With the spotlight on China's persecution of Christians, American evangelicals are sharply divided on whether renewal of China's status as a regular trading partner with the United States will help or harm the cause of religious freedom.

On May 19, President Clinton renewed Most Favored Nation (MFN) trading status with China, meaning that the country receives the same tariff rates on imported goods as any other regular trading partner. Congress has until August to overturn the President's decision. If China's MFN status had not been renewed, tariffs on Chinese goods—and Hong Kong's after July 1—would have risen drastically. According to the Family Research Council (FRC), the wholesale price of a typical imported toy would jump to $34 from $20.
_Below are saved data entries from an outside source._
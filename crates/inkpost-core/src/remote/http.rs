//! REST client for the remote blog service.

use std::time::Duration;

use async_trait::async_trait;
use reqwest::StatusCode;
use serde::Deserialize;

use super::{BlogService, RemoteError, RemoteResult};
use crate::models::{Blog, BlogMutationPayload};
use crate::util::{compact_text, is_http_url, normalize_text_option};

#[derive(Clone)]
pub struct HttpBlogService {
    base_url: String,
    api_token: Option<String>,
    timeout: Duration,
    client: reqwest::Client,
}

impl std::fmt::Debug for HttpBlogService {
    fn fmt(&self, formatter: &mut std::fmt::Formatter<'_>) -> std::fmt::Result {
        formatter
            .debug_struct("HttpBlogService")
            .field("base_url", &self.base_url)
            .field("api_token", &self.api_token.as_ref().map(|_| "[REDACTED]"))
            .field("timeout", &self.timeout)
            .finish_non_exhaustive()
    }
}

impl HttpBlogService {
    pub fn new(
        base_url: impl Into<String>,
        api_token: Option<String>,
        timeout: Duration,
    ) -> RemoteResult<Self> {
        let base_url = normalize_base_url(base_url.into())?;
        let client = reqwest::Client::builder()
            .timeout(timeout)
            .connect_timeout(timeout.min(Duration::from_secs(5)))
            .build()
            .map_err(|error| RemoteError::InvalidConfiguration(error.to_string()))?;

        Ok(Self {
            base_url,
            api_token: normalize_text_option(api_token),
            timeout,
            client,
        })
    }

    pub fn base_url(&self) -> &str {
        &self.base_url
    }

    fn blogs_url(&self) -> String {
        format!("{}/api/blogs", self.base_url)
    }

    fn blog_url(&self, blog_id: &str) -> String {
        format!(
            "{}/api/blogs/{}",
            self.base_url,
            urlencoding::encode(blog_id.trim())
        )
    }

    async fn send(&self, request: reqwest::RequestBuilder) -> RemoteResult<Blog> {
        let request = match self.api_token.as_deref() {
            Some(token) => request.bearer_auth(token),
            None => request,
        };

        let response = request
            .header(reqwest::header::ACCEPT, "application/json")
            .send()
            .await
            .map_err(|error| self.transport_error(&error))?;

        let status = response.status();
        let body = response
            .text()
            .await
            .map_err(|error| self.transport_error(&error))?;

        if !status.is_success() {
            return Err(classify_status(status, &body));
        }

        parse_blog_response(&body)
    }

    fn transport_error(&self, error: &reqwest::Error) -> RemoteError {
        if error.is_timeout() {
            RemoteError::Timeout(self.timeout)
        } else if error.is_decode() {
            RemoteError::InvalidPayload(error.to_string())
        } else {
            RemoteError::Network(error.to_string())
        }
    }
}

#[async_trait]
impl BlogService for HttpBlogService {
    async fn create_blog(&self, payload: &BlogMutationPayload) -> RemoteResult<Blog> {
        self.send(self.client.post(self.blogs_url()).json(payload))
            .await
    }

    async fn update_blog(
        &self,
        blog_id: &str,
        payload: &BlogMutationPayload,
    ) -> RemoteResult<Blog> {
        self.send(self.client.put(self.blog_url(blog_id)).json(payload))
            .await
    }

    async fn get_blog_by_id(&self, blog_id: &str) -> RemoteResult<Blog> {
        self.send(self.client.get(self.blog_url(blog_id))).await
    }
}

/// Map a non-success HTTP status to the transient/permanent taxonomy.
pub fn classify_status(status: StatusCode, body: &str) -> RemoteError {
    let message = parse_api_error(status, body);
    match status.as_u16() {
        408 | 429 | 500..=599 => RemoteError::Server {
            status: status.as_u16(),
            message,
        },
        404 | 410 => RemoteError::NotFound(message),
        409 | 412 => RemoteError::Conflict(message),
        _ => RemoteError::Validation(message),
    }
}

#[derive(Debug, Deserialize)]
#[serde(untagged)]
enum BlogEnvelope {
    Data { data: Blog },
    Named { blog: Blog },
    Bare(Blog),
}

fn parse_blog_response(body: &str) -> RemoteResult<Blog> {
    let envelope = serde_json::from_str::<BlogEnvelope>(body)
        .map_err(|error| RemoteError::InvalidPayload(format!("{error}: {}", compact_text(body))))?;
    Ok(match envelope {
        BlogEnvelope::Data { data } => data,
        BlogEnvelope::Named { blog } => blog,
        BlogEnvelope::Bare(blog) => blog,
    })
}

#[derive(Debug, Deserialize)]
struct ApiErrorBody {
    error: Option<String>,
    message: Option<String>,
}

fn parse_api_error(status: StatusCode, body: &str) -> String {
    if let Ok(payload) = serde_json::from_str::<ApiErrorBody>(body) {
        if let Some(message) = payload.message.or(payload.error) {
            return format!("{} ({})", message.trim(), status.as_u16());
        }
    }

    let trimmed = compact_text(body);
    if trimmed.is_empty() {
        format!("HTTP {}", status.as_u16())
    } else {
        format!("{} ({})", trimmed, status.as_u16())
    }
}

fn normalize_base_url(raw: String) -> RemoteResult<String> {
    let base_url = normalize_text_option(Some(raw)).ok_or_else(|| {
        RemoteError::InvalidConfiguration("api base url must not be empty".to_string())
    })?;
    if is_http_url(&base_url) {
        Ok(base_url.trim_end_matches('/').to_string())
    } else {
        Err(RemoteError::InvalidConfiguration(
            "api base url must include http:// or https://".to_string(),
        ))
    }
}

#[cfg(test)]
mod tests {
    use super::*;

    #[test]
    fn normalize_base_url_rejects_invalid_values() {
        assert!(normalize_base_url(String::new()).is_err());
        assert!(normalize_base_url("api.example.com".to_string()).is_err());
        assert_eq!(
            normalize_base_url(" https://api.example.com/ ".to_string()).unwrap(),
            "https://api.example.com"
        );
    }

    #[test]
    fn blog_url_encodes_identifier() {
        let service =
            HttpBlogService::new("https://api.example.com", None, Duration::from_secs(5)).unwrap();
        assert_eq!(
            service.blog_url("a b/c"),
            "https://api.example.com/api/blogs/a%20b%2Fc"
        );
        assert_eq!(service.blogs_url(), "https://api.example.com/api/blogs");
    }

    #[test]
    fn debug_redacts_token() {
        let service = HttpBlogService::new(
            "https://api.example.com",
            Some("secret".to_string()),
            Duration::from_secs(5),
        )
        .unwrap();
        let debug = format!("{service:?}");
        assert!(!debug.contains("secret"));
        assert!(debug.contains("[REDACTED]"));
    }

    #[test]
    fn classify_status_splits_transient_and_permanent() {
        assert!(classify_status(StatusCode::INTERNAL_SERVER_ERROR, "").is_transient());
        assert!(classify_status(StatusCode::TOO_MANY_REQUESTS, "").is_transient());
        assert!(classify_status(StatusCode::REQUEST_TIMEOUT, "").is_transient());
        assert!(matches!(
            classify_status(StatusCode::CONFLICT, ""),
            RemoteError::Conflict(_)
        ));
        assert!(matches!(
            classify_status(StatusCode::GONE, ""),
            RemoteError::NotFound(_)
        ));
        assert!(matches!(
            classify_status(StatusCode::UNPROCESSABLE_ENTITY, ""),
            RemoteError::Validation(_)
        ));
    }

    #[test]
    fn classify_status_uses_error_body_message() {
        let error = classify_status(
            StatusCode::BAD_REQUEST,
            r#"{ "message": " Title is required " }"#,
        );
        assert_eq!(
            error,
            RemoteError::Validation("Title is required (400)".to_string())
        );

        let error = classify_status(StatusCode::BAD_GATEWAY, "");
        assert_eq!(error.to_string(), "Server error (502): HTTP 502");
    }

    #[test]
    fn parse_blog_response_accepts_envelopes() {
        let bare = parse_blog_response(r#"{ "id": "b1", "title": "One" }"#).unwrap();
        assert_eq!(bare.id, "b1");

        let data = parse_blog_response(r#"{ "data": { "_id": "b2", "title": "Two" } }"#).unwrap();
        assert_eq!(data.id, "b2");

        let named =
            parse_blog_response(r#"{ "blog": { "id": "b3", "title": "Three" } }"#).unwrap();
        assert_eq!(named.id, "b3");

        assert!(matches!(
            parse_blog_response("<html>oops</html>"),
            Err(RemoteError::InvalidPayload(_))
        ));
    }
}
Prison Fellowship founder Charles Colson made a decision last year to boycott Chinese goods. Each day that Colson looks at the big, clunky calculator he bought instead of the more common compact ones made in China, he remembers the difficulty of fighting the persecution of Chinese Christians.

"I discovered that in some things, like hand-held calculators, it is virtually impossible not to buy things from China," Colson says. "I ended up buying a big desktop calculator, but at least it is made in Malaysia."
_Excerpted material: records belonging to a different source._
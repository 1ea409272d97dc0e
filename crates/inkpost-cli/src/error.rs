use std::io;

use thiserror::Error;

#[derive(Debug, Error)]
pub enum CliError {
    #[error(transparent)]
    Core(#[from] inkpost_core::Error),
    #[error(transparent)]
    Remote(#[from] inkpost_core::RemoteError),
    #[error(transparent)]
    Io(#[from] io::Error),
    #[error(transparent)]
    Serialization(#[from] serde_json::Error),
    #[error("No post content provided")]
    EmptyContent,
    #[error("No post title provided; pass --title")]
    EmptyTitle,
    #[error("Draft ID cannot be empty")]
    EmptyDraftId,
    #[error("Draft not found for id/prefix: {0}")]
    DraftNotFound(String),
    #[error("{0}")]
    AmbiguousDraftId(String),
    #[error("Blog {0} is not available offline")]
    BlogUnavailable(String),
    #[error("Editor command failed: {0}")]
    EditorFailed(String),
    #[error("Configuration error: {0}")]
    Config(String),
    #[error("Refusing to delete unsynced drafts without --yes")]
    ConfirmationRequired,
}
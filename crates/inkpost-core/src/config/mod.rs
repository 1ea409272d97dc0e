//! Offline engine configuration.
//!
//! Provides a unified `OfflineConfig` struct used by every host (CLI, desktop
//! shells, tests) to tune debounce, timeouts, retry policy and cache budget.

use std::time::Duration;

use serde::{Deserialize, Serialize};

const DEFAULT_DEBOUNCE_MS: u64 = 400;
const DEFAULT_REQUEST_TIMEOUT_SECS: u64 = 15;
const DEFAULT_MAX_RETRIES: u32 = 5;
const DEFAULT_BACKOFF_BASE_SECS: u64 = 2;
const DEFAULT_BACKOFF_MAX_SECS: u64 = 300;
const DEFAULT_CACHE_MAX_ENTRIES: usize = 200;
const DEFAULT_CACHE_MAX_BYTES: u64 = 25 * 1024 * 1024;
const DEFAULT_CACHE_TTL_SECS: u64 = 24 * 60 * 60;

/// Tunables for the offline engine.
///
/// Every field has a default, so an empty JSON object is a valid config.
#[derive(Debug, Clone, Serialize, Deserialize, PartialEq, Eq)]
#[serde(default, deny_unknown_fields)]
pub struct OfflineConfig {
    /// How long a connectivity change must hold before it is published
    pub debounce_ms: u64,
    /// Timeout for each remote submit or fetch
    pub request_timeout_secs: u64,
    /// Attempts before a transiently failing draft is marked failed
    pub max_retries: u32,
    /// First backoff delay; doubles on each further retry
    pub backoff_base_secs: u64,
    /// Upper bound for a single backoff delay
    pub backoff_max_secs: u64,
    /// Maximum number of cached blogs
    pub cache_max_entries: usize,
    /// Maximum serialized size of all cached blogs
    pub cache_max_bytes: u64,
    /// Age after which a cached blog is refetched by the preloader
    pub cache_ttl_secs: u64,
}

impl Default for OfflineConfig {
    fn default() -> Self {
        Self {
            debounce_ms: DEFAULT_DEBOUNCE_MS,
            request_timeout_secs: DEFAULT_REQUEST_TIMEOUT_SECS,
            max_retries: DEFAULT_MAX_RETRIES,
            backoff_base_secs: DEFAULT_BACKOFF_BASE_SECS,
            backoff_max_secs: DEFAULT_BACKOFF_MAX_SECS,
            cache_max_entries: DEFAULT_CACHE_MAX_ENTRIES,
            cache_max_bytes: DEFAULT_CACHE_MAX_BYTES,
            cache_ttl_secs: DEFAULT_CACHE_TTL_SECS,
        }
    }
}

impl OfflineConfig {
    pub const fn debounce(&self) -> Duration {
        Duration::from_millis(self.debounce_ms)
    }

    pub const fn request_timeout(&self) -> Duration {
        Duration::from_secs(self.request_timeout_secs)
    }

    pub const fn cache_ttl(&self) -> Duration {
        Duration::from_secs(self.cache_ttl_secs)
    }

    pub const fn retry_policy(&self) -> RetryPolicy {
        RetryPolicy {
            max_retries: self.max_retries,
            base_delay: Duration::from_secs(self.backoff_base_secs),
            max_delay: Duration::from_secs(self.backoff_max_secs),
        }
    }

    pub const fn cache_budget(&self) -> CacheBudget {
        CacheBudget {
            max_entries: self.cache_max_entries,
            max_bytes: self.cache_max_bytes,
        }
    }

    /// Reject values that would disable the engine's guarantees.
    pub fn validate(&self) -> Result<(), String> {
        if self.max_retries == 0 {
            return Err("max_retries must be at least 1".to_string());
        }
        if self.request_timeout_secs == 0 {
            return Err("request_timeout_secs must be greater than zero".to_string());
        }
        if self.backoff_max_secs < self.backoff_base_secs {
            return Err("backoff_max_secs must not be below backoff_base_secs".to_string());
        }
        if self.cache_max_entries == 0 || self.cache_max_bytes == 0 {
            return Err("cache budget must allow at least one entry".to_string());
        }
        Ok(())
    }
}

/// Parse and validate an offline config from a raw JSON payload.
pub fn parse_offline_config(payload: &str) -> Result<OfflineConfig, String> {
    let config: OfflineConfig = serde_json::from_str(payload)
        .map_err(|error| format!("invalid offline config JSON: {error}"))?;
    config.validate()?;
    Ok(config)
}

/// Retry cap and exponential backoff for transient sync failures.
#[derive(Debug, Clone, Copy, PartialEq, Eq)]
pub struct RetryPolicy {
    pub max_retries: u32,
    pub base_delay: Duration,
    pub max_delay: Duration,
}

impl RetryPolicy {
    /// Delay before the next attempt after `retry_count` failed attempts.
    ///
    /// `base * 2^(retry_count - 1)`, capped at `max_delay`.
    pub fn delay_for(&self, retry_count: u32) -> Duration {
        let exponent = retry_count.saturating_sub(1).min(31);
        self.base_delay
            .checked_mul(1_u32 << exponent)
            .map_or(self.max_delay, |delay| delay.min(self.max_delay))
    }

    /// Whether a draft with `retry_count` failed attempts is out of retries.
    pub const fn is_exhausted(&self, retry_count: u32) -> bool {
        retry_count >= self.max_retries
    }
}

impl Default for RetryPolicy {
    fn default() -> Self {
        OfflineConfig::default().retry_policy()
    }
}

/// Upper bounds for the offline content cache.
#[derive(Debug, Clone, Copy, PartialEq, Eq)]
pub struct CacheBudget {
    pub max_entries: usize,
    pub max_bytes: u64,
}

impl Default for CacheBudget {
    fn default() -> Self {
        OfflineConfig::default().cache_budget()
    }
}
Nina Shea, director of the Puebla Program on Religious Freedom for Freedom House in Washington, D.C., says such incidents illustrate "why China is the foremost example of the human-rights dilemma of how to treat a trading partner."
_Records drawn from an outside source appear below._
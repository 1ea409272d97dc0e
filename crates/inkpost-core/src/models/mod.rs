//! Data models for Inkpost

mod blog;
mod cache;
mod draft;
mod network;

pub use blog::{Blog, BlogMutationPayload, BlogStatus};
pub use cache::CachedBlog;
pub use draft::{Draft, DraftId, SyncStatus, SyncStatusSummary};
pub use network::{ConnectionType, NetworkState};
RELIGION TO THE FOREFRONT: Evangelicals and Roman Catholics have taken center stage in what has become a pivotal foreign-policy debate. FRC President Gary Bauer says, "This is the most high profile and significant mobilization of conservative Christians on a foreign-policy issue since the fall of the Soviet Union."

While Shea believes "interest in human rights had fizzled by 1990," the MFN debate has reignited the controversy.

Since the National Association of Evangelicals issued its Statement of Conscience in January 1996, momentum has been building to alleviate persecution of Christians. At the same time, China unleashed a campaign called "Strike Hard" that has resulted in numerous arrests of Christians (CT, Oct. 28, 1996, p. 97).

Late last year, Bauer saw an opportunity to raise the persecution issue by using the annual debate over whether to renew China's MFN status. The arrest of Peter Xu, one of the national leaders of Chinese Christians, during Easter Week provided a vivid example of Chinese practice to Christian critics.

WRONG STRATEGY? However, some evangelical leaders have decried the anti-MFN movement as the wrong way to deal with China. "People suffer when China becomes isolated and hostile," says Daniel Su, a Christian from Fujian Province working with China Outreach Ministries. "Revocation could well be the beginning of another decades-long cold war."

Instead, Su points to the existing policy of "constructive engagement" with China as having improved human rights, despite some setbacks along the way.

Brent Fulton, associate director of the Institute for Chinese Studies at Wheaton (Ill.) College, says, "Public shaming of the Chinese government by American Christians will only serve to strengthen the official Chinese perception that Christians are a threat to China's stability."

Shea strenuously disagrees. "The Chinese bluster and bully, but if they think you are tough and mean it, they back down," she says. "The United States got tough on the theft of computer software, and the Chinese backed down."

Yet Christians on both sides of the MFN debate are supporting the Freedom from Religious Persecution Act cosponsored by Rep. Frank Wolf (R-Va.) and Sen. Arlen Specter (R-Pa). The legislation, introduced May 20, would establish a director of the Office of Religious Persecution Monitoring under the President and specify penalties for countries with widespread religious persecution.

BUSINESS BACKING: Some of the main proponents of renewing MFN status for China are business people. Bauer's anti-MFN-renewal campaign provoked a letter from a member of the DeVos family, a major financial supporter of FRC and a cofounder of Amway. Amway Asia Pacific, a publicly traded company based in Hong Kong, had $700 million sales in 1996.

The economic restructuring of China has been hailed by free-market conservatives as a step toward prosperity, eventual liberalization, and reason enough to renew MFN status. Critics point out that the new economics in China includes human-rights abuses and a vast population of insecure poor. Shea notes that in 1995 the Chrysler Corporation fired a worker for missing two weeks of work without considering that he had been in jail as a penalty for praying.

In recent years, the Chinese government has unleashed a sometimes fierce campaign to force "house church" or "independent church" Christians into state-regulated congregations. The United Front Department, the powerful overseer of religious and other civil-society affairs for the Chinese Communist party, has developed a strategy of offering American missions to China opportunities to minister as long as they are conducted through carefully constructed channels of the state-run church.